A l’occasion d’un point de presse organisé hier sur le financement des corporates, la société de conseil bfinance a fait état d’un niveau de liquidité «globalement confortable» pour les 100 premiers groupes français qui disposent de 220 milliards d’euros de cash et de presque 115 milliards de lignes bancaires non utilisées. A fin décembre 2009, le montant agrégé de leur dette brute représentait 570 milliards d’euros, dont 225 milliards de crédits bancaires tirés et 295 milliards de d’emprunts obligataires.

«Sur les 340 milliards d’autorisations bancaires, 40% arrivent à échéance à l’horizon 2012 et 46% d’ici 2013», constate Muriel Nahmias, senior director en charge des projets spéciaux chez bfinance. Compte tenu des 55 milliards refinancés au cours des dix premiers mois de l’année, ces grands groupes français sont confrontés à un volume de refinancement bancaire d’une centaine de milliards d’ici trois ans; 80% d’entre eux sont en outre concernés par une échéance en 2011 ou 2012. Concernant la dette obligataire, 140 milliards d’euros, soit 47% du total, vient à maturité d’ici 2013, «dont plus de 45 milliards refinancés cette année». Les besoins de refinancement bancaires et obligataires se chiffrent donc au total à près de 200 milliards d’euros d’ici fin 2013.

Outre la baisse constatée des effets de levier, on souligne chez bfinance que «la crise financière a favorisé en Europe la tendance à la désintermédiation», permettant aux entreprises de diversifier leurs sources de financement, d’avoir accès à des maturités plus longues (7 voire 10 ans contre 5 ans pour la dette bancaire), et de bénéficier de documentations moins contraignantes.
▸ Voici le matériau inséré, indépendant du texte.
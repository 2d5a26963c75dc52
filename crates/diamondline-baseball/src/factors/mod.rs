// Factor calculators: six independent scores for one side of a matchup.
//
// Each calculator returns `Result` internally. `score_factor` is the only
// public entry point that callers should use, and it never fails: any error
// is logged and replaced by the neutral score.

pub mod market;
pub mod momentum;
pub mod offense;
pub mod pitching;
pub mod situational;
pub mod system;

use diamondline_core::noise::Noise;
use diamondline_core::odds::OddsError;
use diamondline_core::stats::{MatchupStats, RecentForm, TeamStatistics, Weather};
use serde::{Deserialize, Serialize};
use thiserror::Error;
use tracing::warn;

/// Score substituted for any factor that cannot be computed.
pub const NEUTRAL_SCORE: f64 = 70.0;

// ---------------------------------------------------------------------------
// Error types
// ---------------------------------------------------------------------------

#[derive(Debug, Error, PartialEq)]
pub enum FactorError {
    #[error("missing required stat `{0}`")]
    Missing(&'static str),

    #[error("stat `{field}` is not finite ({value})")]
    NonFinite { field: &'static str, value: f64 },

    #[error("factor produced a non-finite score")]
    NonFiniteScore,

    #[error(transparent)]
    Odds(#[from] OddsError),
}

/// Unwrap a stat the calculator cannot do without.
pub(crate) fn required(value: Option<f64>, field: &'static str) -> Result<f64, FactorError> {
    match value {
        Some(v) if v.is_finite() => Ok(v),
        Some(v) => Err(FactorError::NonFinite { field, value: v }),
        None => Err(FactorError::Missing(field)),
    }
}

/// Pass through an optional stat, rejecting garbage values.
pub(crate) fn optional(value: Option<f64>, field: &'static str) -> Result<Option<f64>, FactorError> {
    match value {
        Some(v) if !v.is_finite() => Err(FactorError::NonFinite { field, value: v }),
        other => Ok(other),
    }
}

// ---------------------------------------------------------------------------
// Factor kinds
// ---------------------------------------------------------------------------

#[derive(Debug, Clone, Copy, PartialEq, Eq, Hash)]
pub enum FactorKind {
    Offensive,
    Pitching,
    Situational,
    Momentum,
    Market,
    System,
}

impl FactorKind {
    pub const ALL: [FactorKind; 6] = [
        FactorKind::Offensive,
        FactorKind::Pitching,
        FactorKind::Situational,
        FactorKind::Momentum,
        FactorKind::Market,
        FactorKind::System,
    ];

    pub fn label(&self) -> &'static str {
        match self {
            FactorKind::Offensive => "offensive production",
            FactorKind::Pitching => "pitching matchup",
            FactorKind::Situational => "situational edge",
            FactorKind::Momentum => "team momentum",
            FactorKind::Market => "market inefficiency",
            FactorKind::System => "system confidence",
        }
    }

    /// Dashboard naming for the same factor.
    pub fn display_label(&self) -> &'static str {
        match self {
            FactorKind::Offensive => "Field Value",
            FactorKind::Pitching => "Pitching Edge",
            FactorKind::Situational => "Game Context",
            FactorKind::Momentum => "Team Form",
            FactorKind::Market => "Market Value",
            FactorKind::System => "Model Certainty",
        }
    }

    /// Inclusive clamp range of the calculator.
    pub fn range(&self) -> (f64, f64) {
        match self {
            FactorKind::Offensive => offense::RANGE,
            FactorKind::Pitching => pitching::RANGE,
            FactorKind::Situational => situational::RANGE,
            FactorKind::Momentum => momentum::RANGE,
            FactorKind::Market => market::RANGE,
            FactorKind::System => system::RANGE,
        }
    }
}

// ---------------------------------------------------------------------------
// Factor scores
// ---------------------------------------------------------------------------

/// All six factor scores for one side. Every field is always present; a
/// factor that could not be computed holds [`NEUTRAL_SCORE`].
#[derive(Debug, Clone, Copy, PartialEq, Serialize, Deserialize)]
pub struct FactorScores {
    pub offensive: f64,
    pub pitching: f64,
    pub situational: f64,
    pub momentum: f64,
    pub market: f64,
    pub system: f64,
}

impl Default for FactorScores {
    fn default() -> Self {
        FactorScores {
            offensive: NEUTRAL_SCORE,
            pitching: NEUTRAL_SCORE,
            situational: NEUTRAL_SCORE,
            momentum: NEUTRAL_SCORE,
            market: NEUTRAL_SCORE,
            system: NEUTRAL_SCORE,
        }
    }
}

impl FactorScores {
    pub fn get(&self, kind: FactorKind) -> f64 {
        match kind {
            FactorKind::Offensive => self.offensive,
            FactorKind::Pitching => self.pitching,
            FactorKind::Situational => self.situational,
            FactorKind::Momentum => self.momentum,
            FactorKind::Market => self.market,
            FactorKind::System => self.system,
        }
    }

    pub fn set(&mut self, kind: FactorKind, score: f64) {
        let slot = match kind {
            FactorKind::Offensive => &mut self.offensive,
            FactorKind::Pitching => &mut self.pitching,
            FactorKind::Situational => &mut self.situational,
            FactorKind::Momentum => &mut self.momentum,
            FactorKind::Market => &mut self.market,
            FactorKind::System => &mut self.system,
        };
        *slot = score;
    }

    pub fn iter(&self) -> impl Iterator<Item = (FactorKind, f64)> + '_ {
        FactorKind::ALL.into_iter().map(|k| (k, self.get(k)))
    }

    /// Scores paired with their dashboard names.
    pub fn labelled(&self) -> Vec<(&'static str, f64)> {
        self.iter().map(|(k, s)| (k.display_label(), s)).collect()
    }
}

// ---------------------------------------------------------------------------
// Pick context
// ---------------------------------------------------------------------------

/// One side of one game, as seen by the calculators.
#[derive(Debug, Clone, Copy)]
pub struct PickContext<'a> {
    pub team: &'a str,
    pub opponent: &'a str,
    pub home_team: &'a str,
    pub is_home: bool,
    /// American moneyline price of the picked side.
    pub price: i32,
    pub stats: &'a MatchupStats,
}

impl<'a> PickContext<'a> {
    pub fn pick_stats(&self) -> &'a TeamStatistics {
        self.stats.sides(self.is_home).0
    }

    pub fn opponent_stats(&self) -> &'a TeamStatistics {
        self.stats.sides(self.is_home).1
    }

    pub fn form(&self) -> Option<&'a RecentForm> {
        self.stats.form(self.is_home)
    }

    pub fn weather(&self) -> Option<&'a Weather> {
        self.stats.weather.as_ref()
    }
}

// ---------------------------------------------------------------------------
// Fail-soft entry points
// ---------------------------------------------------------------------------

/// Run one calculator. Never fails: errors yield [`NEUTRAL_SCORE`].
pub fn score_factor(kind: FactorKind, ctx: &PickContext<'_>, noise: &mut dyn Noise) -> f64 {
    let result = match kind {
        FactorKind::Offensive => offense::score(ctx, noise),
        FactorKind::Pitching => pitching::score(ctx, noise),
        FactorKind::Situational => situational::score(ctx, noise),
        FactorKind::Momentum => momentum::score(ctx, noise),
        FactorKind::Market => market::score(ctx, noise),
        FactorKind::System => system::score(ctx, noise),
    }
    .and_then(|s| {
        if s.is_finite() {
            Ok(s)
        } else {
            Err(FactorError::NonFiniteScore)
        }
    });

    match result {
        Ok(score) => score,
        Err(e) => {
            warn!(
                "{} for {}: {}; using neutral score {}",
                kind.label(),
                ctx.team,
                e,
                NEUTRAL_SCORE
            );
            NEUTRAL_SCORE
        }
    }
}

/// Run all six calculators in a fixed order.
pub fn score_all(ctx: &PickContext<'_>, noise: &mut dyn Noise) -> FactorScores {
    let mut scores = FactorScores::default();
    for kind in FactorKind::ALL {
        scores.set(kind, score_factor(kind, ctx, noise));
    }
    scores
}

// ---------------------------------------------------------------------------
// Shared test fixtures
// ---------------------------------------------------------------------------

#[cfg(test)]
pub(crate) mod testing {
    use super::*;
    use diamondline_core::noise::SeededNoise;

    /// League-average stats for both sides, no weather.
    pub fn average_matchup() -> MatchupStats {
        let team = TeamStatistics {
            batting_avg: Some(0.250),
            ops: Some(0.730),
            era: Some(4.20),
            whip: Some(1.30),
            ..Default::default()
        };
        MatchupStats {
            home: team.clone(),
            away: team,
            home_form: Some(RecentForm { wins: 5, games: 10 }),
            away_form: Some(RecentForm { wins: 5, games: 10 }),
            weather: None,
        }
    }

    pub fn home_pick(stats: &MatchupStats) -> PickContext<'_> {
        PickContext {
            team: "Yankees",
            opponent: "Red Sox",
            home_team: "Yankees",
            is_home: true,
            price: -150,
            stats,
        }
    }

    pub fn away_pick(stats: &MatchupStats) -> PickContext<'_> {
        PickContext {
            team: "Red Sox",
            opponent: "Yankees",
            home_team: "Yankees",
            is_home: false,
            price: 130,
            stats,
        }
    }

    /// Randomized stat lines, including band-boundary values, for range sweeps.
    pub fn random_matchup(noise: &mut SeededNoise) -> MatchupStats {
        let pick = |noise: &mut SeededNoise, options: &[f64]| options[noise.index(options.len())];
        let team = |noise: &mut SeededNoise| TeamStatistics {
            batting_avg: Some(pick(noise, &[0.200, 0.240, 0.265, 0.280, 0.281, 0.320])),
            ops: Some(pick(noise, &[0.600, 0.700, 0.760, 0.820, 0.821, 0.950])),
            era: Some(pick(noise, &[2.10, 3.50, 4.00, 4.50, 5.00, 6.80])),
            whip: Some(pick(noise, &[0.95, 1.20, 1.40, 1.65])),
            starter_era: Some(pick(noise, &[1.80, 3.00, 4.50, 7.20])),
            starter_whip: None,
            starter_hand: None,
            xwoba: Some(pick(noise, &[0.280, 0.300, 0.340, 0.380])),
            barrel_rate: Some(pick(noise, &[4.0, 6.0, 8.0, 10.0, 14.0])),
        };
        let home = team(noise);
        let away = team(noise);
        let wins = noise.index(11) as u32;
        MatchupStats {
            home,
            away,
            home_form: Some(RecentForm { wins, games: 10 }),
            away_form: Some(RecentForm { wins: 10 - wins, games: 10 }),
            weather: Some(Weather {
                temperature_f: pick(noise, &[38.0, 50.0, 72.0, 85.0, 98.0]),
                wind_mph: pick(noise, &[0.0, 15.0, 16.0, 25.0]),
            }),
        }
    }
}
Ce mouvement est d’ailleurs favorisé par les établissements financiers qui y voient un moyen de ne pas mobiliser leurs fonds propres comme c’est le cas pour un crédit bancaire.

A moyen terme, les exigences de Bâle III ne vont pas dans le sens d’une détente des conditions de crédit bancaire. A plus court terme, en affectant le coût de financement des banques, les inquiétudes perceptibles depuis quelques semaines sur la dette souveraine dans la zone euro font de plus peser une menace sur le niveau des spreads bancaires et obligataires, «ce qui pourrait toucher par contagion le compartiment des corporates», conclut David Laugier, directeur général de bfinance.